Unpublished 12. Ferre, Barth, and Neo-orthodoxy (original)

Unpublished 12. Ferre, Barth, and Neo-orthodoxy (typed)


Ferre’, Barth, and Neo-orthodoxy.

In the early years of this century the peace of Christianity was troubled by an unbelieving movement commonly called Modernism. Modernism denied the infallibility of the Scriptures, hesitated on the Deity of Christ, attacked the Virgin Birth, doubted the miracles, denied the vicar- ious Atonement, and transmuted the Resurrection into some spiritual exuberance of Apostolic experience. In opposition to Modernism there arose many Fundamentalist groups who made these facts and doctrines the chief items of their creed. The Fundamentalists do not seem to have made out too well. The quality of their leadership deteriorated; their influence diminished; and they failed to recall the large denominations to the faith. However, there was no other movement that had any greater success.

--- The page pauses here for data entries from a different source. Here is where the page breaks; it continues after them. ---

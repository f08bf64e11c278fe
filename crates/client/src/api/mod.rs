//! Typed wrappers around the charging-station API.
//!
//! [`AuthApi`] talks to the auth endpoints directly over the transport and
//! never retries; it is the session's backend. The other wrappers go through
//! the [`Dispatcher`](crate::Dispatcher) and so get the token attached and the
//! 401 retry for free.

mod admin;
mod auth;
mod profile;
mod reservations;
mod stations;

pub use admin::AdminApi;
pub use auth::AuthApi;
pub use profile::ProfileApi;
pub use reservations::ReservationsApi;
pub use stations::StationsApi;
impl SessionStore {
    /// Create an unauthenticated, loading session with no backend.
    ///
    /// Until [`set_backend`](Self::set_backend) is called, every refresh
    /// logs out.
    #[must_use]
    pub fn new(storage: Arc<dyn TokenStorage>) -> Self {
        let state = SessionState::new();
        let (changes, _) = watch::channel(state.snapshot());

        Self {
            inner: Arc::new(SessionInner {
                storage,
                backend: RwLock::new(None),
                state: Mutex::new(state),
                initialized: AtomicBool::new(false),
                changes,
            }),
        }
    }

    /// Create a session with its backend already configured.
    #[must_use]
    pub fn with_backend(storage: Arc<dyn TokenStorage>, backend: Arc<dyn SessionBackend>) -> Self {
        let store = Self::new(storage);
        store.set_backend(backend);
        store
    }

    /// Configure the backend used for login, register, refresh and profile.
    pub fn set_backend(&self, backend: Arc<dyn SessionBackend>) {
        *self
            .inner
            .backend
            .write()
            .unwrap_or_else(PoisonError::into_inner) = Some(backend);
    }

    // =========================================================================
    // Start-up
    // =========================================================================

    /// Restore the session from the persisted refresh token.
    ///
    /// Runs once; later calls wait until start-up has finished and return
    /// the current status.
    #[instrument(skip(self))]
    pub async fn bootstrap(&self) -> SessionStatus {
        if self.inner.initialized.swap(true, Ordering::SeqCst) {
            let mut changes = self.subscribe();
            let _ = changes.wait_for(|snapshot| !snapshot.is_loading).await;
            return self.status();
        }

        match self.inner.storage.get(REFRESH_TOKEN_KEY) {
            Ok(Some(_)) => {
                debug!("Persisted refresh token found");
                self.refresh().await;
            }
            Ok(None) => debug!("No persisted session"),
            Err(e) => {
                warn!(error = %e, "Could not read persisted session");
                self.logout();
            }
        }

        self.update(|state| state.is_loading = false);
        let status = self.status();
        info!(%status, "Session bootstrapped");
        status
    }

    // =========================================================================
    // Establishing a session
    // =========================================================================

    /// Record an access token and user. The access token is never persisted.
    pub fn set_session(&self, access_token: SecretString, user: User) {
        self.update(|state| state.establish(access_token, user));
    }

    /// Persist the refresh token, replacing any previous one.
    ///
    /// # Errors
    ///
    /// Returns an error if the token cannot be written to storage.
    pub fn set_refresh_token(&self, refresh_token: &SecretString) -> Result<(), StorageError> {
        self.inner
            .storage
            .set(REFRESH_TOKEN_KEY, refresh_token.expose_secret())
    }

    /// Sign in with email and password.
    ///
    /// On failure the session is left as it was.
    ///
    /// # Errors
    ///
    /// Returns the backend's error (bad credentials arrive as
    /// `ApiError::Status`), `ApiError::NoBackend`, or `ApiError::Storage` if
    /// the refresh token cannot be persisted.
    #[instrument(skip(self, password), fields(email = %email))]
    pub async fn login(&self, email: &Email, password: &SecretString) -> Result<User, ApiError> {
        let backend = self.backend().ok_or(ApiError::NoBackend)?;
        let response = backend.login(email, password).await?;
        let user = self.accept_auth(backend.as_ref(), response).await?;
        info!(user_id = %user.id, "Logged in");
        Ok(user)
    }

    /// Create an account and sign in.
    ///
    /// On failure the session is left as it was.
    ///
    /// # Errors
    ///
    /// Same as [`login`](Self::login); a taken email arrives as
    /// `ApiError::Status` with the server's message.
    #[instrument(skip(self, password), fields(email = %email))]
    pub async fn register(
        &self,
        email: &Email,
        password: &SecretString,
        username: &str,
    ) -> Result<User, ApiError> {
        let backend = self.backend().ok_or(ApiError::NoBackend)?;
        let response = backend.register(email, password, username).await?;
        let user = self.accept_auth(backend.as_ref(), response).await?;
        info!(user_id = %user.id, "Registered");
        Ok(user)
    }

    /// Persist, then establish, then load the profile.
    async fn accept_auth(
        &self,
        backend: &dyn SessionBackend,
        response: AuthResponse,
    ) -> Result<User, ApiError> {
        let access_token = SecretString::from(response.access_token);
        let refresh_token = SecretString::from(response.refresh_token);
        let user = response.user;

        let epoch = self.update(|state| {
            self.set_refresh_token(&refresh_token)?;
            state.establish(access_token.clone(), user.clone());
            Ok::<_, StorageError>(state.epoch)
        })?;

        self.load_profile(backend, user.id, &access_token, epoch)
            .await;
        Ok(user)
    }

    // =========================================================================
    // Refresh
    // =========================================================================

    /// Refresh the token pair, or join the refresh already in flight.
    ///
    /// Never fails; a failed refresh logs the session out.
    pub async fn refresh(&self) -> RefreshOutcome {
        let future = self.update(|state| {
            if let Some(in_flight) = &state.refresh {
                debug!(refresh_id = in_flight.id, "Joining refresh in flight");
                return in_flight.future.clone();
            }

            state.next_refresh_id += 1;
            let id = state.next_refresh_id;
            let epoch = state.epoch;
            let weak = Arc::downgrade(&self.inner);

            let task = tokio::spawn({
                let weak = weak.clone();
                async move {
                    let Some(inner) = weak.upgrade() else {
                        return RefreshOutcome::LoggedOut;
                    };
                    Self { inner }.run_refresh(id, epoch).await
                }
            });

            let future = async move {
                match task.await {
                    Ok(outcome) => outcome,
                    Err(e) => {
                        warn!(error = %e, refresh_id = id, "Refresh task failed");
                        weak.upgrade()
                            .map_or(RefreshOutcome::LoggedOut, |inner| {
                                Self { inner }.abandon_refresh(id)
                            })
                    }
                }
            }
            .boxed()
            .shared();

            state.refresh = Some(InFlight {
                id,
                future: future.clone(),
            });
            future
        });

        future.await
    }

    /// The current access token, refreshing first if there is none.
    pub async fn ensure_valid_token(&self) -> Option<SecretString> {
        if let Some(token) = self.access_token() {
            return Some(token);
        }
        self.refresh().await.into_access_token()
    }

    #[instrument(skip(self, epoch))]
    async fn run_refresh(&self, refresh_id: u64, epoch: u64) -> RefreshOutcome {
        let outcome = self.refresh_once(epoch).await;
        self.release_refresh(refresh_id);
        outcome
    }

    fn release_refresh(&self, refresh_id: u64) {
        self.update(|state| {
            if state.refresh.as_ref().is_some_and(|f| f.id == refresh_id) {
                state.refresh = None;
            }
        });
    }

    /// Free the slot of a refresh task that died without finishing.
    fn abandon_refresh(&self, refresh_id: u64) -> RefreshOutcome {
        self.release_refresh(refresh_id);
        self.lock_state().current_outcome()
    }

    async fn refresh_once(&self, epoch: u64) -> RefreshOutcome {
        let Some(backend) = self.backend() else {
            warn!("No auth backend configured; logging out");
            return self.fail_refresh(epoch);
        };

        let refresh_token = match self.inner.storage.get(REFRESH_TOKEN_KEY) {
            Ok(Some(token)) => SecretString::from(token),
            Ok(None) => {
                debug!("No refresh token; logging out");
                return self.fail_refresh(epoch);
            }
            Err(e) => {
                warn!(error = %e, "Could not read refresh token; logging out");
                return self.fail_refresh(epoch);
            }
        };

        let response = match backend.refresh(&refresh_token).await {
            Ok(response) => response,
            Err(e) => {
                warn!(error = %e, "Token refresh rejected; logging out");
                return self.fail_refresh(epoch);
            }
        };

        let access_token = SecretString::from(response.access_token);
        let rotated = SecretString::from(response.refresh_token);
        let user = response.user;

        let applied = self.update(|state| {
            if state.epoch != epoch {
                return None;
            }
            if let Err(e) = self.set_refresh_token(&rotated) {
                warn!(error = %e, "Could not persist rotated refresh token");
            }
            state.establish(access_token.clone(), user.clone());
            Some(state.epoch)
        });

        let Some(new_epoch) = applied else {
            debug!("Session changed during refresh; discarding result");
            return self.lock_state().current_outcome();
        };

        info!(user_id = %user.id, "Access token refreshed");
        self.load_profile(backend.as_ref(), user.id, &access_token, new_epoch)
            .await;

        RefreshOutcome::Refreshed { access_token }
    }

    /// Log out unless the session was replaced while the refresh ran.
    fn fail_refresh(&self, epoch: u64) -> RefreshOutcome {
        self.update(|state| {
            if state.epoch != epoch {
                return state.current_outcome();
            }
            self.clear_session(state);
            RefreshOutcome::LoggedOut
        })
    }

    // =========================================================================
    // Profile
    // =========================================================================

    /// Fetch username and role. Failure is logged and leaves them unset.
    async fn load_profile(
        &self,
        backend: &dyn SessionBackend,
        user_id: UserId,
        access_token: &SecretString,
        epoch: u64,
    ) {
        match backend.fetch_profile(user_id, access_token).await {
            Ok(profile) => {
                self.apply_profile(profile, epoch);
            }
            Err(e) => warn!(error = %e, %user_id, "Profile fetch failed; username and role unset"),
        }
    }

    fn apply_profile(&self, profile: Profile, epoch: u64) -> bool {
        self.update(|state| {
            if state.epoch != epoch {
                return false;
            }
            state.username = Some(profile.username);
            state.role = Some(profile.role);
            true
        })
    }

    /// Fetch username and role again for the signed-in user.
    ///
    /// # Errors
    ///
    /// Returns `ApiError::NotAuthenticated` without a session,
    /// `ApiError::NoBackend` without a backend, or the fetch error.
    #[instrument(skip(self))]
    pub async fn reload_profile(&self) -> Result<Profile, ApiError> {
        let (user_id, access_token, epoch) = {
            let state = self.lock_state();
            match (&state.user, &state.access_token) {
                (Some(user), Some(token)) => (user.id, token.clone(), state.epoch),
                _ => return Err(ApiError::NotAuthenticated),
            }
        };
        let backend = self.backend().ok_or(ApiError::NoBackend)?;

        let profile = backend.fetch_profile(user_id, &access_token).await?;
        self.apply_profile(profile.clone(), epoch);
        Ok(profile)
    }

    /// Update the cached username after it was changed on the server.
    pub fn set_username(&self, username: impl Into<String>) {
        let username = username.into();
        self.update(|state| {
            if state.access_token.is_some() {
                state.username = Some(username);
            }
        });
    }

    // =========================================================================
    // Logout
    // =========================================================================

    /// Clear the session and remove the persisted refresh token.
    ///
    /// Never fails and may be called repeatedly; a storage error is logged.
    pub fn logout(&self) {
        self.update(|state| self.clear_session(state));
    }

    fn clear_session(&self, state: &mut SessionState) {
        if let Err(e) = self.inner.storage.remove(REFRESH_TOKEN_KEY) {
            warn!(error = %e, "Could not remove persisted refresh token");
        }
        if state.access_token.is_some() {
            info!("Logged out");
        }
        state.clear();
    }

    // =========================================================================
    // Observation
    // =========================================================================

    /// The current access token, if any.
    #[must_use]
    pub fn access_token(&self) -> Option<SecretString> {
        self.lock_state().access_token.clone()
    }

    /// Whether an access token is held.
    #[must_use]
    pub fn is_authenticated(&self) -> bool {
        self.lock_state().access_token.is_some()
    }

    /// Whether the signed-in user has the admin role.
    #[must_use]
    pub fn is_admin(&self) -> bool {
        self.snapshot().is_admin()
    }

    /// Read-only view of the session.
    #[must_use]
    pub fn snapshot(&self) -> SessionSnapshot {
        self.lock_state().snapshot()
    }

    /// Current state-machine state.
    #[must_use]
    pub fn status(&self) -> SessionStatus {
        self.snapshot().status()
    }

    /// Receive a new snapshot after every state change.
    #[must_use]
    pub fn subscribe(&self) -> watch::Receiver<SessionSnapshot> {
        self.inner.changes.subscribe()
    }

    // =========================================================================
    // Internals
    // =========================================================================

    fn backend(&self) -> Option<Arc<dyn SessionBackend>> {
        self.inner
            .backend
            .read()
            .unwrap_or_else(PoisonError::into_inner)
            .clone()
    }

    fn lock_state(&self) -> MutexGuard<'_, SessionState> {
        self.inner
            .state
            .lock()
            .unwrap_or_else(PoisonError::into_inner)
    }

    /// Mutate state under the lock and notify subscribers of any change.
    fn update<R>(&self, f: impl FnOnce(&mut SessionState) -> R) -> R {
        let mut state = self.lock_state();
        let result = f(&mut state);
        let snapshot = state.snapshot();
        self.inner.changes.send_if_modified(|current| {
            if *current == snapshot {
                return false;
            }
            *current = snapshot;
            true
        });
        result
    }
}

In the meantime Modernism encountered difficulties of its own. Although these people rejected many important parts of Biblical teaching, they still believed that Jesus was an historical character and that he was a great religious leader. The theology of the Gospels they might repudiate as subsequent accretions, the miracles may have been later legends, but the ethical standards of the Sermon on the Mount should excite the admiration of all ages. Now, this generated a problem for the Modernists. The Gospels as we have them are a mixture of miracles and theology along with the ethical teachings. This picture of Christ found there cannot be historical. Therefore, to discover who Jesus really was, it is necessary to peer beneath and behind the Gospels. Investigation is required to uncover the historical Jesus.

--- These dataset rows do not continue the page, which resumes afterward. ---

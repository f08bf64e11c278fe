//! Dispatcher behaviour on 401: one refresh, one retry, shared across callers.

#![allow(clippy::unwrap_used)]

use std::time::Duration;

use chrono::{DateTime, Utc};
use evcharge_client::{ApiError, EvChargeClient, RequestOptions, SessionStatus};
use evcharge_core::Email;
use evcharge_integration_tests::{DRIVER_EMAIL, MockApi, PASSWORD};
use reqwest::header::{CONTENT_TYPE, HeaderValue};
use secrecy::SecretString;

async fn logged_in(api: &MockApi) -> EvChargeClient {
    let client = api.client();
    client.start().await;
    client
        .session()
        .login(
            &Email::parse(DRIVER_EMAIL).unwrap(),
            &SecretString::from(PASSWORD),
        )
        .await
        .unwrap();
    client
}

fn bearer(api: &MockApi, path: &str) -> Vec<Option<String>> {
    api.requests_to(path)
        .into_iter()
        .map(|r| r.authorization)
        .collect()
}

#[tokio::test]
async fn test_expired_token_refreshes_and_retries_once() {
    let api = MockApi::start().await;
    let client = logged_in(&api).await;
    api.expire_access_tokens();

    let reservations = client.reservations().list().await.unwrap();

    assert!(reservations.is_empty());
    assert_eq!(api.refresh_calls(), 1);
    assert_eq!(
        bearer(&api, "/reservations/getall"),
        vec![Some("Bearer at-1".to_string()), Some("Bearer at-2".to_string())]
    );
}

#[tokio::test]
async fn test_second_401_is_returned_after_exactly_two_attempts() {
    let api = MockApi::start().await;
    let client = logged_in(&api).await;
    api.set_reject_all_access(true);

    let err = client.reservations().list().await.unwrap_err();

    assert!(err.is_unauthorized());
    assert!(err.to_string().contains("/reservations/getall"));
    assert_eq!(api.requests_to("/reservations/getall").len(), 2);
    assert_eq!(api.refresh_calls(), 1);
    // The refresh itself succeeded, so the session survives
    assert_eq!(client.session().status(), SessionStatus::Authenticated);
}

#[tokio::test]
async fn test_failed_refresh_logs_out_and_retries_without_token() {
    let api = MockApi::start().await;
    let client = logged_in(&api).await;
    api.expire_access_tokens();
    api.revoke_refresh_tokens();

    let err = client.reservations().list().await.unwrap_err();

    assert!(err.is_unauthorized());
    assert_eq!(
        bearer(&api, "/reservations/getall"),
        vec![Some("Bearer at-1".to_string()), None]
    );
    assert_eq!(api.refresh_calls(), 1);
    assert_eq!(client.session().status(), SessionStatus::Unauthenticated);
}

#[tokio::test]
async fn test_open_endpoint_succeeds_anonymously_after_session_ends() {
    let api = MockApi::start().await;
    let client = logged_in(&api).await;
    api.expire_access_tokens();
    api.revoke_refresh_tokens();

    let stations = client
        .stations()
        .available_at(DateTime::<Utc>::from_timestamp(0, 0).unwrap())
        .await
        .unwrap();

    assert_eq!(stations.len(), 2);
    assert_eq!(
        bearer(&api, "/stations/free"),
        vec![Some("Bearer at-1".to_string()), None]
    );
    assert!(!client.session().is_authenticated());
}

#[tokio::test]
async fn test_concurrent_401s_share_one_refresh() {
    let api = MockApi::start().await;
    let client = logged_in(&api).await;
    api.expire_access_tokens();
    api.set_refresh_delay(Duration::from_millis(100));

    let reservations = client.reservations();
    let (a, b, c, d) = tokio::join!(
        reservations.list(),
        reservations.list(),
        reservations.list(),
        reservations.list()
    );

    for result in [a, b, c, d] {
        assert!(result.is_ok());
    }
    assert_eq!(api.refresh_calls(), 1);
    assert_eq!(api.requests_to("/reservations/getall").len(), 8);
}

#[tokio::test]
async fn test_unauthenticated_request_is_sent_without_authorization() {
    let api = MockApi::start().await;
    let client = api.client();
    client.start().await;

    let stations = client
        .stations()
        .available_at(DateTime::<Utc>::from_timestamp(0, 0).unwrap())
        .await
        .unwrap();

    assert_eq!(stations.len(), 2);
    let request = &api.requests_to("/stations/free")[0];
    assert!(request.authorization.is_none());
    assert_eq!(request.content_type.as_deref(), Some("application/json"));
    assert_eq!(api.refresh_calls(), 0);
}

#[tokio::test]
async fn test_caller_headers_override_defaults() {
    let api = MockApi::start().await;
    let client = logged_in(&api).await;

    let options = RequestOptions::get().with_header(
        CONTENT_TYPE,
        HeaderValue::from_static("application/json; charset=utf-8"),
    );
    let body = client
        .dispatcher()
        .dispatch("/stations/free?timestamp=0", &options)
        .await
        .unwrap();

    assert!(body.is_array());
    let request = &api.requests_to("/stations/free")[0];
    assert_eq!(
        request.content_type.as_deref(),
        Some("application/json; charset=utf-8")
    );
    assert_eq!(request.authorization.as_deref(), Some("Bearer at-1"));
}

#[tokio::test]
async fn test_empty_success_body_is_null() {
    let api = MockApi::start().await;
    let client = logged_in(&api).await;

    let ack = client
        .profile()
        .change_password(&SecretString::from("new-secret"))
        .await
        .unwrap();
    assert!(ack.is_null());
}

#[tokio::test]
async fn test_non_api_endpoint_is_rejected_before_sending() {
    let api = MockApi::start().await;
    let client = logged_in(&api).await;
    let sent = api.requests().len();

    let err = client
        .dispatcher()
        .dispatch("https://evil.example.com/steal", &RequestOptions::get())
        .await
        .unwrap_err();

    assert!(matches!(err, ApiError::InvalidEndpoint(_)));
    assert_eq!(api.requests().len(), sent);
}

The search for the historical Jesus was undertaken by many authors, who eventually arrived at many conclusions. One conclusion, more prominent at the beginning than at the end of this development, pictured Jesus as a simple minded man, totally uninterested in theology, who taught a very pure but not very philosophical morality. Other writers concede that Jesus made some theological remarks but differ as to their significance. Such theological remarks might indicate that Jesus shared some of the superstitions of the Jews of his day, or they can be interpreted as a polite accommodation to the current forms of speech without implying that Jesus believed them. The theological material that caused the modernists the most trouble has to do with the idea of a Messiah and his eschatological role in history. The Modernists produced a wide range of views as to Jesus’ Messianic consciousness. Some said he made no such claim. Others said it was merely a form of speech. Finally Albert Schweitzer concluded that Jesus made and really believed this claim, so that he must be regarded as a half-cracked fanatic, who, nonetheless, has some religious value for us today.

Since World War I in Europe and since World War II in the United States Modernism has given way to a new religious movement called Neo- orthodoxy. There are several reasons for this change, but one of them has to do with the great variety of conclusions obtained in the search for the historical Jesus.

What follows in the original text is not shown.